Examples of metadata processing

Last modified 12 Mar 2021 10:22 +01:00

Mappings used below are of "thinking aloud" kind. No schema does exist yet.

Example 1: Propagation of data sensitivity information

Let’s assume that extension/impairmentCategory is highly sensitive information. Then assignment of the org Special Medical Services (that is created based on the impairmentCategory having value greater than B) should be marked as highly sensitive as well.

The picture below shows that other assignments (like of Employees org) have low sensitivity.

Assignment creation based on sensitive data
<mapping>
    <source>
        <path>extension/impairmentCategory</path>
    </source>
    <expression>
        <assignmentTargetSearch>
            <targetType>OrgType</targetType>
            <oid>29963fc9-f494-4911-af3c-9e73fd64617f</oid> <!-- Special Medical Services -->
        </assignmentTargetSearch>
    </expression>
    <condition>
        <script>
            <code>
                impairmentCategory >= 'B'
            </code>
        </script>
    </condition>
    <target>
        <path>assignment</path>
        <set> ... </set>
    </target>
</mapping>

We have no special needs for sensitivity metadata treatment, simply copying them from source to output:

<metadataMapping>
    <source>
        <path>sensitivity</path>
    </source>
    <target>
        <path>sensitivity</path>
    </target>
</metadataMapping>

(This could be the default mapping for any metadata. So we just should be able to declare that we want it to be applied to sensitivity metadata here. Or maybe to all metadata.)

The sensitivity information should be propagated also to corresponding roleMembershipRef value. This is something that cannot be expressed in the context of this mapping, though. See open questions.
Assignment creation based on sensitive data, with roleMembershipRef

Example 2: Another example of propagation of confidentiality information

HR system supplies information on user primary role (engineer, researcher, support person, manager, and so on) and user organizational unit (or units) where he or she fulfills this role. Each role and organizational unit value has a confidentiality information attached, e.g. unclassified, restricted, secret, topSecret. For each combination of primary role and organizational unit midPoint creates an assignment to appropriate role with orgRef pointing to related org object. We want to compute the confidentiality information for such assignment as the highest of the confidentiality levels of source values.

Jim’s primary role value of Researcher has confidentiality of restricted but his organizationalUnit value of Cryptoanalysis Department is marked as secret. So the resulting assignment has confidentiality of secret.

Propagating confidentiality information for Jim

Frank’s primary role value of Secretary is also restricted but he serves two departments: Cryptoanalysis (secret) and Human Resources (restricted). So his first assignment is secret but the second one is restricted only.

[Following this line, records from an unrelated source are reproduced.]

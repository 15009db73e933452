//! Document script service client
//!
//! The live tracker documents are edited through a small set of script
//! functions exposed over a JSON RPC endpoint. [`ScriptService`] is the seam:
//! [`ScriptClient`] talks HTTP, tests use an in-memory document.

pub mod client;
pub mod error;
pub mod functions;
pub mod models;

#[cfg(test)]
pub mod memory;

pub use client::{ScriptClient, ScriptService};
pub use error::RemoteError;
pub use functions::{DocumentHandle, RemoteCall, create_document};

Propagating confidentiality information for Frank

The data mapping looks fairly complex, although in reality it is not:

<mapping>
    <source>
        <path>organization</path>
    </source>
    <source>
        <path>organizationalUnit</path>
    </source>
    <expression>
        <assignmentTargetSearch>
            <targetType>RoleType</targetType>
            <filter>
                <equal>
                    <path>name</path>
                    <expression>
                        <path>$organization</path>
                    </expression>
                </equal>
            </filter>
            <populate>
                <populateItem>
                    <expression>
                        <referenceSearch>
                            <targetType>OrgType</targetType>
                            <filter>
                                <equal>
                                    <path>name</path>
                                    <expression>
                                        <path>$organizationalUnit</path>
                                    </expression>
                                </equal>
                            </filter>
                        </referenceSearch>
                    </expression>
                    <target>
                        <path>orgRef</path>
                    </target>
                </populateItem>
            </populate>
        </assignmentTargetSearch>
    </expression>
    <target>
        <path>assignment</path>
    </target>
</mapping>

Multiple levels of expressions are evaluated here:

  1. assignmentTargetSearch creating the output value/values, i.e. one or more assignments,

  2. path when constructing the filter to be used for searching for the role by its name ($organization),

  3. referenceSearch when looking for orgRef for the assignment,

  4. path when constructing the filter to be used for looking for orgRef for the assignment ($organizationalUnit).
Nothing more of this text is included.